Exercise details: Repeat word for word every line of the data below, from the first through the line containing "let product_id = input.product_id.to_string();", and stop there.

Dataset excerpts
--------------------

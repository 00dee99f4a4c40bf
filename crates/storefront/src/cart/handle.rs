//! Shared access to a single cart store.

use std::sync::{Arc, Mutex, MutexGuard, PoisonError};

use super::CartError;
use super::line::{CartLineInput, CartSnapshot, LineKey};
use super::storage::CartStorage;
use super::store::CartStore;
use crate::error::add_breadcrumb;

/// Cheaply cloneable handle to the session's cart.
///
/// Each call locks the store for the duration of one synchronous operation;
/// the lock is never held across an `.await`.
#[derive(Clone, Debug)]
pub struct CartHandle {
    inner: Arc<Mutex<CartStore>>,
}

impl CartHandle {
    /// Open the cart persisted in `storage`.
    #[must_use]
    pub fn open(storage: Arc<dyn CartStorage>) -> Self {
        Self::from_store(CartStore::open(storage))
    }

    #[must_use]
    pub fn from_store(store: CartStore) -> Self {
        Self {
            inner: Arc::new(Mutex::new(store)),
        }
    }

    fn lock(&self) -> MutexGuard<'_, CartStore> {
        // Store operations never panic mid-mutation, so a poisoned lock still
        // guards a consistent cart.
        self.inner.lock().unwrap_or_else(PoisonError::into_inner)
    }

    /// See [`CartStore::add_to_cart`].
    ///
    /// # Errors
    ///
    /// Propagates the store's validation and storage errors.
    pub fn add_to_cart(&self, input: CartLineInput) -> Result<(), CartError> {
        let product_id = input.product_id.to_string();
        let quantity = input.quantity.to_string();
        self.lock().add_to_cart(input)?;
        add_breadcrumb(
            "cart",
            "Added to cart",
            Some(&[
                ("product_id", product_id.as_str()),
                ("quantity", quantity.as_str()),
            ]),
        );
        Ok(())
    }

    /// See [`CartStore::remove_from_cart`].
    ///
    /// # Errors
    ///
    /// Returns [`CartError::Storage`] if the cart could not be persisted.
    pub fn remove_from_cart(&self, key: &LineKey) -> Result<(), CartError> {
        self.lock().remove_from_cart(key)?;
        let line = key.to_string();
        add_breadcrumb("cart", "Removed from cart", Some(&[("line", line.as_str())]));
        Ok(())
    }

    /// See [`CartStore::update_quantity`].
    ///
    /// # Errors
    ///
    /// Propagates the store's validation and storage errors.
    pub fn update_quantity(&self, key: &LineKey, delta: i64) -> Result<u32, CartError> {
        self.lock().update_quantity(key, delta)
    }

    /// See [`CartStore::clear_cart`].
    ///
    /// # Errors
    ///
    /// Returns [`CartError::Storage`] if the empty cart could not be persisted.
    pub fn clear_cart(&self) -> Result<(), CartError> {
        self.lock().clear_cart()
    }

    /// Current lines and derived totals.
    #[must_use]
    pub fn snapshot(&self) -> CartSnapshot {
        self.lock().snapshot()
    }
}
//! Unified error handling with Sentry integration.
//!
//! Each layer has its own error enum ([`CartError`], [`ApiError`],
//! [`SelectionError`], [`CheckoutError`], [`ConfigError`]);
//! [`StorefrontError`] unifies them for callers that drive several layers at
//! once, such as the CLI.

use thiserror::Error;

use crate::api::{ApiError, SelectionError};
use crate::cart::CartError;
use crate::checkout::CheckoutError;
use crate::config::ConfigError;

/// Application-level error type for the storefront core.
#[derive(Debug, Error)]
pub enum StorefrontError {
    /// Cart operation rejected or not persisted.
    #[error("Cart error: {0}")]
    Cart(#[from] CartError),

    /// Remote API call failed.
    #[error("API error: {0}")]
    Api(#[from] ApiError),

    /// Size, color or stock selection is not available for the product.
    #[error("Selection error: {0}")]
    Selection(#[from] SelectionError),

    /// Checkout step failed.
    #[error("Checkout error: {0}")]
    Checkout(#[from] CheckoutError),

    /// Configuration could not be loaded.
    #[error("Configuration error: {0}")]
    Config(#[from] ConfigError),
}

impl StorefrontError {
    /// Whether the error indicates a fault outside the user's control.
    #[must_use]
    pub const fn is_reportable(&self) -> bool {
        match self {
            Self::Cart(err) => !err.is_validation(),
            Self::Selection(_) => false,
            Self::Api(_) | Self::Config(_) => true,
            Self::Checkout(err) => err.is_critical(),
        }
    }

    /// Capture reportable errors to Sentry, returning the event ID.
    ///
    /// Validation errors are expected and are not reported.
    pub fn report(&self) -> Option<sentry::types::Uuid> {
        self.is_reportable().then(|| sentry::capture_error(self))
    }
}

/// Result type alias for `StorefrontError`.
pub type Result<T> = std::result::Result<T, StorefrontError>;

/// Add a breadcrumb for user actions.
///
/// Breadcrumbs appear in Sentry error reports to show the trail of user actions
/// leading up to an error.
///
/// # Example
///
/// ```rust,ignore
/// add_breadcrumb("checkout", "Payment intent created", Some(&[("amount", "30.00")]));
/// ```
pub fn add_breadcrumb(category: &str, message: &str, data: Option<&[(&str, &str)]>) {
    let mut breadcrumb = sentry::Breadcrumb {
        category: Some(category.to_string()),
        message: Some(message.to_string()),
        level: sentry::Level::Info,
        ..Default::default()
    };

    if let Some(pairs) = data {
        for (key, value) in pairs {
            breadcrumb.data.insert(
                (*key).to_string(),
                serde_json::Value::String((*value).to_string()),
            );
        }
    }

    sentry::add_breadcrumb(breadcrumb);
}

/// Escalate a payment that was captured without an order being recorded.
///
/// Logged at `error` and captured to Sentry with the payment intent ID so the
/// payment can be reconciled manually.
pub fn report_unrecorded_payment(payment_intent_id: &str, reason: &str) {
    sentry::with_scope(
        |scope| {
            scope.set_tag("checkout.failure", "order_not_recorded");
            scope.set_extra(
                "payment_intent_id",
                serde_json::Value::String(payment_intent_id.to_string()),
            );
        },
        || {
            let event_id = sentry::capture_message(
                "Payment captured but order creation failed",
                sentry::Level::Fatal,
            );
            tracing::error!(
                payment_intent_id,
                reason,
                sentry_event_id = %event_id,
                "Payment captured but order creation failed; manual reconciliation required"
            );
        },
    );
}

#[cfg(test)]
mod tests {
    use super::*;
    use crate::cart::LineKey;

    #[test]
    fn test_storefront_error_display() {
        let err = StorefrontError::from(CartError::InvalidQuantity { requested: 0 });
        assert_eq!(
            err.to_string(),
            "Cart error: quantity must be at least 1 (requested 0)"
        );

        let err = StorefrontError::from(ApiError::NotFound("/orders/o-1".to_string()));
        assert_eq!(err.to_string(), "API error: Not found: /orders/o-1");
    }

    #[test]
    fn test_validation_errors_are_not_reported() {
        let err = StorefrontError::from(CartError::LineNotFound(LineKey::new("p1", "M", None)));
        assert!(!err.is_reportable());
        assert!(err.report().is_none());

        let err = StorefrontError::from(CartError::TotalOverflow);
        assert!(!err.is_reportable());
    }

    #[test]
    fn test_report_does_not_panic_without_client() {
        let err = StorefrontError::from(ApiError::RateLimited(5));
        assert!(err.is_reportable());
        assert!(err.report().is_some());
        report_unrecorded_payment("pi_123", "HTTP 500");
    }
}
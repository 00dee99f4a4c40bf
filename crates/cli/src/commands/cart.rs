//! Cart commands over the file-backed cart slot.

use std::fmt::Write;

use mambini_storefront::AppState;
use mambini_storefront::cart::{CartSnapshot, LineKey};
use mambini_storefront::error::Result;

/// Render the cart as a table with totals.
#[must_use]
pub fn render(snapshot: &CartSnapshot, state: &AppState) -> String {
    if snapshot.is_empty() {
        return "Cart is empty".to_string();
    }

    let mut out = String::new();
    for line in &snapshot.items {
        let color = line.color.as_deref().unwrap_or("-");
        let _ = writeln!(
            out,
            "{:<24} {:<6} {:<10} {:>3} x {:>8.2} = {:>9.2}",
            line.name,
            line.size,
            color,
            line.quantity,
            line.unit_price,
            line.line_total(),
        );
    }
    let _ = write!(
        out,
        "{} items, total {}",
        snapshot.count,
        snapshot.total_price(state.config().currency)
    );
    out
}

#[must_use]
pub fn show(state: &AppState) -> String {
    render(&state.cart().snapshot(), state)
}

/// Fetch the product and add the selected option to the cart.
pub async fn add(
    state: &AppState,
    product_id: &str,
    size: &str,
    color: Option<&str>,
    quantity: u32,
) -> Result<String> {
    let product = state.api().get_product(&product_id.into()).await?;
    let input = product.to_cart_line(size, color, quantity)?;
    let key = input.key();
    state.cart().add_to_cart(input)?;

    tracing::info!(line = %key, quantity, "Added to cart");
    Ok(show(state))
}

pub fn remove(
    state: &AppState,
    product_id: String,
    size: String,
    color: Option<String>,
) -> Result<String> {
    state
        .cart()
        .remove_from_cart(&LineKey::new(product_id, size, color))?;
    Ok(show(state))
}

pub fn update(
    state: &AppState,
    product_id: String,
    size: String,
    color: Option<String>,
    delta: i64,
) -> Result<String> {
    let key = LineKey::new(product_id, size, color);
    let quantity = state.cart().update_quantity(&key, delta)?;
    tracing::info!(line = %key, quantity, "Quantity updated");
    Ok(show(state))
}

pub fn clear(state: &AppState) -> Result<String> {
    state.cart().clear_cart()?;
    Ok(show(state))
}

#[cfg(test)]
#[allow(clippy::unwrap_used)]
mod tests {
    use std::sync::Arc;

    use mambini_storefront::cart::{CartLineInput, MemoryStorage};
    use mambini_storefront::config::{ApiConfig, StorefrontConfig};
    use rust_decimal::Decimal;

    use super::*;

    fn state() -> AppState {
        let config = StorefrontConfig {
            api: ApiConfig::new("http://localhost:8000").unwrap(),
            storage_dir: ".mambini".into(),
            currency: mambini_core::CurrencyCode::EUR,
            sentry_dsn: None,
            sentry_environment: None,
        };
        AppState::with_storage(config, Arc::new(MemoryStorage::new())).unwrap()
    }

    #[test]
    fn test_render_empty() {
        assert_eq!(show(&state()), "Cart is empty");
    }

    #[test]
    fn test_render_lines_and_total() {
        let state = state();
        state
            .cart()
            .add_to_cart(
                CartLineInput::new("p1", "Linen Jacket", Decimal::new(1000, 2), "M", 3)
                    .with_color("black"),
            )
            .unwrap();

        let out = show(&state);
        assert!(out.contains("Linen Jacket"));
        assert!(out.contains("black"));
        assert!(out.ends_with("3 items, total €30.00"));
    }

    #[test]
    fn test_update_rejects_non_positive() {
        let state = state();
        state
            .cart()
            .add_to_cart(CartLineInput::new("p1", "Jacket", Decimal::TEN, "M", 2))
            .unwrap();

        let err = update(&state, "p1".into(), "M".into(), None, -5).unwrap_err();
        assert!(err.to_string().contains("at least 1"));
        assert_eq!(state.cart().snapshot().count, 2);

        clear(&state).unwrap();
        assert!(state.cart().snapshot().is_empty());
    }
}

--------------------

Solved problem:
repository 00dee99f4a4c40bf
filename crates/storefront/src/cart/handle.rs
//! Shared access to a single cart store.

use std::sync::{Arc, Mutex, MutexGuard, PoisonError};

use super::CartError;
use super::line::{CartLineInput, CartSnapshot, LineKey};
use super::storage::CartStorage;
use super::store::CartStore;
use crate::error::add_breadcrumb;

/// Cheaply cloneable handle to the session's cart.
///
/// Each call locks the store for the duration of one synchronous operation;
/// the lock is never held across an `.await`.
#[derive(Clone, Debug)]
pub struct CartHandle {
    inner: Arc<Mutex<CartStore>>,
}

impl CartHandle {
    /// Open the cart persisted in `storage`.
    #[must_use]
    pub fn open(storage: Arc<dyn CartStorage>) -> Self {
        Self::from_store(CartStore::open(storage))
    }

    #[must_use]
    pub fn from_store(store: CartStore) -> Self {
        Self {
            inner: Arc::new(Mutex::new(store)),
        }
    }

    fn lock(&self) -> MutexGuard<'_, CartStore> {
        // Store operations never panic mid-mutation, so a poisoned lock still
        // guards a consistent cart.
        self.inner.lock().unwrap_or_else(PoisonError::into_inner)
    }

    /// See [`CartStore::add_to_cart`].
    ///
    /// # Errors
    ///
    /// Propagates the store's validation and storage errors.
    pub fn add_to_cart(&self, input: CartLineInput) -> Result<(), CartError> {
        let product_id = input.product_id.to_string();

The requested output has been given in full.